* DIRECTIONS:
The answer must be one number: how many lines of the records contain "outranks".

* RECORD EXCERPTS:
────────────────────

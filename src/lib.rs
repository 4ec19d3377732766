//! docsmith: a typed, graph-driven orchestration engine for multi-step
//! documentation analysis of code-change submissions.
//!
//! A run walks a fixed graph of steps: fetch the change, discover and scan
//! repository documentation, audit the change against it, dispatch
//! specialized sub-tasks (technical writer, diagram architect, correction),
//! review the accumulated findings with a bounded retry loop, then render
//! and publish a markdown report.
//!
//! # Architecture
//!
//! - [`state`]: the typed channel store ([`state::WorkflowState`]) and the
//!   immutable snapshots steps read
//! - [`step`]: the async [`step::Step`] trait and the partial updates steps
//!   emit
//! - [`reducers`]: per-channel merge semantics, including the deduplicating
//!   findings merge, and the write-set contract between steps and channels
//! - [`graphs`]: graph assembly and conditional-edge routing
//! - [`runtime`]: the driver, the retry controller, settings, and the
//!   standard graph wiring ([`runtime::standard_workflow`])
//! - [`providers`]: injected collaborator traits for the change host,
//!   repository inventory, and language model
//! - [`steps`]: the concrete step implementations
//! - [`mermaid`], [`report`]: diagram sanitizing and report rendering
//!
//! # Design tenets
//!
//! Steps are pure with respect to state: they read snapshots and return
//! partials; only the reducer registry mutates the store. Step failures
//! degrade a run (an append to the error list); contract violations such as
//! undeclared channel writes or a router leaving its candidate set abort it.

pub mod channels;
pub mod graphs;
pub mod mermaid;
pub mod model;
pub mod providers;
pub mod reducers;
pub mod report;
pub mod runtime;
pub mod state;
pub mod step;
pub mod steps;
pub mod telemetry;
pub mod types;
#[cfg(test)]
mod tests {
    use super::*;

    #[test]
    fn parses_url_form() {
        let r = ChangeRef::parse("https://github.com/acme/widgets/pull/42").unwrap();
        assert_eq!(r.owner, "acme");
        assert_eq!(r.repo, "widgets");
        assert_eq!(r.number, 42);
    }

    #[test]
    fn parses_shorthand_form() {
        let r = ChangeRef::parse("acme/widgets#7").unwrap();
        assert_eq!(r.to_string(), "acme/widgets#7");
    }

    #[test]
    fn rejects_malformed_refs() {
        for bad in [
            "",
            "acme/widgets",
            "acme#7",
            "https://github.com/acme/widgets/issues/42",
            "acme/widgets#notanumber",
            "a/b/c#3",
        ] {
            assert!(ChangeRef::parse(bad).is_err(), "accepted {bad:?}");
        }
    }

    fn doc(path: &str, doc_type: DocType, content: &str) -> DocFile {
        DocFile {
            path: path.to_string(),
            doc_type,
            content: Some(content.to_string()),
            size: content.len() as u64,
        }
    }

    #[test]
    fn status_missing_without_readme() {
        let files = vec![doc("docs/guide.md", DocType::Guide, &"x".repeat(2000))];
        let status = DocumentationStatus::summarize(&files);
        assert_eq!(status.coverage, DocCoverage::Missing);
        assert!(!status.has_readme);
    }

    #[test]
    fn status_missing_with_empty_readme() {
        let files = vec![doc("README.md", DocType::Readme, "stub")];
        let status = DocumentationStatus::summarize(&files);
        assert_eq!(status.coverage, DocCoverage::Missing);
        assert!(status.has_readme);
        assert!(status.readme_is_empty);
    }

    #[test]
    fn status_minimal_then_present_by_prose_volume() {
        let readme = doc("README.md", DocType::Readme, &"r".repeat(150));
        let minimal = DocumentationStatus::summarize(std::slice::from_ref(&readme));
        assert_eq!(minimal.coverage, DocCoverage::Minimal);

        let files = vec![readme, doc("docs/api.md", DocType::Api, &"a".repeat(900))];
        let present = DocumentationStatus::summarize(&files);
        assert_eq!(present.coverage, DocCoverage::Present);
        assert_eq!(present.doc_file_count, 2);
    }

    #[test]
    fn config_files_do_not_count_as_prose() {
        let files = vec![
            doc("README.md", DocType::Readme, &"r".repeat(150)),
            doc("config.yaml", DocType::Config, &"c".repeat(5000)),
        ];
        let status = DocumentationStatus::summarize(&files);
        assert_eq!(status.coverage, DocCoverage::Minimal);
    }

    #[test]
    fn repo_structure_counts_top_level() {
        let files = vec![
            "src/lib.rs".to_string(),
            "src/main.rs".to_string(),
            "README.md".to_string(),
        ];
        let summary = summarize_repo_structure(&files);
        assert!(summary.contains("src/ (2 files)"));
        assert!(summary.contains("Total: 3 files"));
    }

    #[test]
    fn finding_bounds_enforced() {
        let ok = Finding::new(
            FindingType::MissingDoc,
            Severity::High,
            "Configuration options undocumented",
            "The new retry settings are not described anywhere.",
        );
        assert!(ok.validate().is_ok());

        let short_title = Finding::new(FindingType::Outdated, Severity::Low, "Doc", "x".repeat(20));
        assert!(matches!(
            short_title.validate(),
            Err(FindingValidationError::TitleLength(3))
        ));

        let long_desc = Finding::new(
            FindingType::Outdated,
            Severity::Low,
            "A reasonable title",
            "d".repeat(301),
        );
        assert!(matches!(
            long_desc.validate(),
            Err(FindingValidationError::DescriptionLength(301))
        ));
    }

    #[test]
    fn severity_total_order() {
        assert!(Severity::Critical.outranks(Severity::High));
        assert!(Severity::High.outranks(Severity::Medium));
        assert!(Severity::Medium.outranks(Severity::Low));
        assert!(Severity::Low.outranks(Severity::Info));
        assert!(!Severity::Info.outranks(Severity::Info));
    }
}
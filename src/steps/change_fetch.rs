//! Fetches change metadata and the file-change list from the host.

use std::sync::Arc;

use async_trait::async_trait;
use tracing::{info, instrument, warn};

use crate::channels::RunError;
use crate::model::ChangeRef;
use crate::providers::ChangeHost;
use crate::state::StateSnapshot;
use crate::step::{Step, StepContext, StepError, StepPartial};
use crate::types::StepId;

pub struct ChangeFetchStep {
    host: Arc<dyn ChangeHost>,
}

impl ChangeFetchStep {
    #[must_use]
    pub fn new(host: Arc<dyn ChangeHost>) -> Self {
        ChangeFetchStep { host }
    }
}

#[async_trait]
impl Step for ChangeFetchStep {
    #[instrument(skip_all, fields(change_ref = %snapshot.input.change_ref))]
    async fn run(
        &self,
        snapshot: StateSnapshot,
        _ctx: StepContext,
    ) -> Result<StepPartial, StepError> {
        let change = match ChangeRef::parse(&snapshot.input.change_ref) {
            Ok(change) => change,
            Err(parse_error) => {
                // the run continues degraded; discovery routes around the scan
                warn!(error = %parse_error, "could not parse change reference");
                return Ok(StepPartial::new().with_error(RunError::input(parse_error.to_string())));
            }
        };
        info!(change = %change, "fetching change details");

        let metadata = match self.host.fetch_metadata(&change).await {
            Ok(metadata) => metadata,
            Err(provider_error) => {
                warn!(error = %provider_error, "metadata fetch failed");
                return Ok(StepPartial::new().with_error(RunError::step(
                    StepId::ChangeFetch,
                    format!("failed to fetch change metadata: {provider_error}"),
                )));
            }
        };

        let mut partial = StepPartial::new();
        match self.host.fetch_change_list(&change).await {
            Ok(changes) => {
                info!(title = %metadata.title, files = changes.len(), "change fetched");
                partial.change_list = Some(changes);
            }
            Err(provider_error) => {
                warn!(error = %provider_error, "change list fetch failed");
                partial = partial.with_error(RunError::step(
                    StepId::ChangeFetch,
                    format!("failed to fetch change list: {provider_error}"),
                ));
            }
        }
        partial.change_metadata = Some(metadata);
        Ok(partial)
    }
}
//! Renders the markdown report from the final findings.

use async_trait::async_trait;
use tracing::{info, instrument};

use crate::report;
use crate::state::StateSnapshot;
use crate::step::{Step, StepContext, StepError, StepPartial};

#[derive(Default)]
pub struct ReportRenderStep;

impl ReportRenderStep {
    #[must_use]
    pub fn new() -> Self {
        ReportRenderStep
    }
}

#[async_trait]
impl Step for ReportRenderStep {
    #[instrument(skip_all, fields(findings = snapshot.findings.len()))]
    async fn run(
        &self,
        snapshot: StateSnapshot,
        _ctx: StepContext,
    ) -> Result<StepPartial, StepError> {
        let rendered = report::render(&snapshot);
        info!(bytes = rendered.len(), "report rendered");
        let mut partial = StepPartial::new();
        partial.report = Some(rendered);
        Ok(partial)
    }
}
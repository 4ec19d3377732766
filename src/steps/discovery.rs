//! Inspects change metadata for documentation hints.
//!
//! Writes nothing; its value is in the logs and in positioning the
//! post-discovery router. External documentation sources (doc sites, mkdocs
//! configs) would hook in here.

use async_trait::async_trait;
use tracing::{info, instrument, warn};

use crate::state::StateSnapshot;
use crate::step::{Step, StepContext, StepError, StepPartial};

const DOC_KEYWORDS: &[&str] = &[
    "documentation",
    "docs",
    "readme",
    "changelog",
    "api reference",
    "getting started",
    "installation",
    "configuration",
];

const DOC_FILE_HINTS: &[&str] = &[
    "readme",
    "changelog",
    "contributing",
    "license",
    "authors",
    "history",
    "api",
    "docs/",
    "documentation/",
    ".md",
    ".rst",
    ".txt",
];

fn is_doc_related(path: &str) -> bool {
    let lower = path.to_lowercase();
    DOC_FILE_HINTS.iter().any(|hint| lower.contains(hint))
}

#[derive(Default)]
pub struct DocDiscoveryStep;

impl DocDiscoveryStep {
    #[must_use]
    pub fn new() -> Self {
        DocDiscoveryStep
    }
}

#[async_trait]
impl Step for DocDiscoveryStep {
    #[instrument(skip_all)]
    async fn run(
        &self,
        snapshot: StateSnapshot,
        _ctx: StepContext,
    ) -> Result<StepPartial, StepError> {
        let Some(metadata) = &snapshot.change_metadata else {
            warn!("no change metadata available for discovery");
            return Ok(StepPartial::new());
        };
        info!(title = %metadata.title, "discovering documentation context");

        let body = metadata.body.as_deref().unwrap_or_default().to_lowercase();
        let found: Vec<&str> = DOC_KEYWORDS
            .iter()
            .copied()
            .filter(|kw| body.contains(kw))
            .collect();
        if !found.is_empty() {
            info!(keywords = ?found, "documentation keywords in change description");
        }

        let doc_files: Vec<&str> = snapshot
            .change_list
            .iter()
            .map(|fc| fc.path.as_str())
            .filter(|path| is_doc_related(path))
            .collect();
        if !doc_files.is_empty() {
            info!(files = ?doc_files, "documentation files touched by the change");
        }

        Ok(StepPartial::new())
    }
}

#[cfg(test)]
mod tests {
    use super::*;

    #[test]
    fn doc_related_paths() {
        assert!(is_doc_related("README.md"));
        assert!(is_doc_related("docs/guide.rst"));
        assert!(is_doc_related("CHANGELOG"));
        assert!(!is_doc_related("src/main.rs"));
    }
}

────────────────────

* REPLY:
5